Step 2: Draft The Updated Articles (Avoid Copy-Paste Solutions)
This is where many small businesses get stuck.
Using generic templates can be risky because:
- they may not match your existing share structure;
- they might conflict with your shareholders agreement (or other arrangements);
- they can include options you didn’t intend (like giving directors broad discretion to refuse share transfers); and
- they’re often not drafted with your real commercial needs in mind.
If you’re changing anything connected to ownership, voting, founder control, or fundraising, it’s usually worth getting legal input so the updated articles do what you think they do.
Step 3: Pass A Shareholder Resolution Approving The Change
In the UK, changing articles typically requires shareholder approval, usually by special resolution (which generally means a 75% majority, although the position can vary depending on your current articles and share structure).
This is also where your company’s internal paperwork needs to be done properly - minutes, resolutions, and supporting records should be consistent.
Many companies document these decisions using a Company Resolution and keep it on file in case questions come up later (for example, during due diligence or a dispute).
Step 4: File The Updated Articles With Companies House (And Keep Clean Records)
Once approved, you generally need to file the special resolution and the updated articles with Companies House within 15 days.
It’s also good practice to:
- circulate the updated version to shareholders and directors;
- store the signed, dated version in your company records; and
- ensure any related documents (like shareholder agreements, share subscription documents, or option plans) align with the updated governance rules.
Step 5: Make Sure The Signing Process Is Done Correctly
Governance changes often come with a bundle of other documents - director minutes, shareholder resolutions, share allotment paperwork, and sometimes contracts linked to investment or founder arrangements.
Execution problems (like the wrong person signing, or signing in the wrong capacity) can cause avoidable delays or even invalidate documents.

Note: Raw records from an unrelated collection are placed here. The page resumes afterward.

//! Error types for the vitals-exporter crate.

use std::net::SocketAddr;

use thiserror::Error;

/// Errors that can occur while serving the exposition endpoint.
#[derive(Debug, Error)]
pub enum ExporterError {
    /// Binding the listener socket failed.
    #[error("failed to bind {0}: {1}")]
    BindFailed(SocketAddr, #[source] std::io::Error),

    /// The HTTP server stopped with an error.
    #[error("exporter server error: {0}")]
    Internal(String),

    /// A metrics operation failed.
    #[error(transparent)]
    Metrics(#[from] vitals_core::MetricsError),
}

/// Result type for exporter operations.
pub type ExporterResult<T> = std::result::Result<T, ExporterError>;
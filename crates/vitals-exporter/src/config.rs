//! Exporter configuration.

use std::net::SocketAddr;

/// Configuration for the metrics exporter.
#[derive(Debug, Clone)]
pub struct ExporterConfig {
    /// Address to bind the HTTP server to.
    pub bind_addr: SocketAddr,
}

impl Default for ExporterConfig {
    fn default() -> Self {
        Self {
            bind_addr: SocketAddr::from(([127, 0, 0, 1], 9200)),
        }
    }
}

impl ExporterConfig {
    /// Creates a configuration with the given bind address.
    #[must_use]
    pub const fn new(bind_addr: SocketAddr) -> Self {
        Self { bind_addr }
    }

    /// Sets the bind address.
    #[must_use]
    pub const fn with_bind_addr(mut self, bind_addr: SocketAddr) -> Self {
        self.bind_addr = bind_addr;
        self
    }

    /// Returns the endpoint URL scrapers should be pointed at.
    #[must_use]
    pub fn endpoint(&self) -> String {
        format!("http://{}/metrics", self.bind_addr)
    }
}

#[cfg(test)]
mod tests {
    use super::*;

    #[test]
    fn default_binds_loopback() {
        let config = ExporterConfig::default();
        assert_eq!(config.bind_addr, "127.0.0.1:9200".parse().unwrap());
    }

    #[test]
    fn with_bind_addr_overrides() {
        let addr: SocketAddr = "0.0.0.0:9999".parse().unwrap();
        let config = ExporterConfig::default().with_bind_addr(addr);
        assert_eq!(config.bind_addr, addr);
    }

    #[test]
    fn endpoint_points_at_metrics_path() {
        let config = ExporterConfig::default();
        assert_eq!(config.endpoint(), "http://127.0.0.1:9200/metrics");
    }
}
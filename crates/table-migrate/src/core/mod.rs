//! Core abstractions for database-agnostic migration.
//!
//! - [`schema`]: table references, column/index descriptors and DDL statements
//! - [`value`]: SQL value representation and row batches
//! - [`traits`]: seams between the migration engine and database drivers
//!
//! The reconciler, transfer engine and index migrator only talk to databases
//! through [`SourceReader`], [`TargetWriter`] and [`Dialect`], so they can be
//! exercised against an in-memory implementation in tests.

pub mod schema;
pub mod traits;
pub mod value;

pub use schema::{ColumnDescriptor, DdlStatement, IndexDescriptor, SourceQuery, TableRef};
pub use traits::{Dialect, RowCursor, SchemaInspector, SourceReader, TargetWriter};
pub use value::{Batch, Row, SqlValue};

If you’re unsure, it’s worth checking the basics around Legal Signature Requirements so your paperwork holds up if it’s ever scrutinised.
Common Mistakes Small Businesses Make With Company Articles Of Association
Most issues we see aren’t because business owners are careless - it’s because the articles were adopted at incorporation and never looked at again.
Here are some common pitfalls to watch for.
Assuming The Model Articles Will Still Fit As You Grow
Model articles can be a useful starting point, but they’re not tailored to your business.
If you now have:
- multiple founders,
- external investors,
- different share classes, or
- a need for founder control protections,
then a “one-size-fits-all” governance document can become a constraint.
Forgetting That Articles And Shareholders Agreements Must Work Together
A shareholders agreement is a private contract between shareholders (and usually the company), while the articles are a public constitutional document filed at Companies House.
If the two documents conflict, you can end up in a situation where:
- you can’t practically enforce what you agreed privately; or
- you’ve accidentally created two competing rulebooks.
When you’re updating articles, it’s important to cross-check them against your existing arrangements before you lock anything in.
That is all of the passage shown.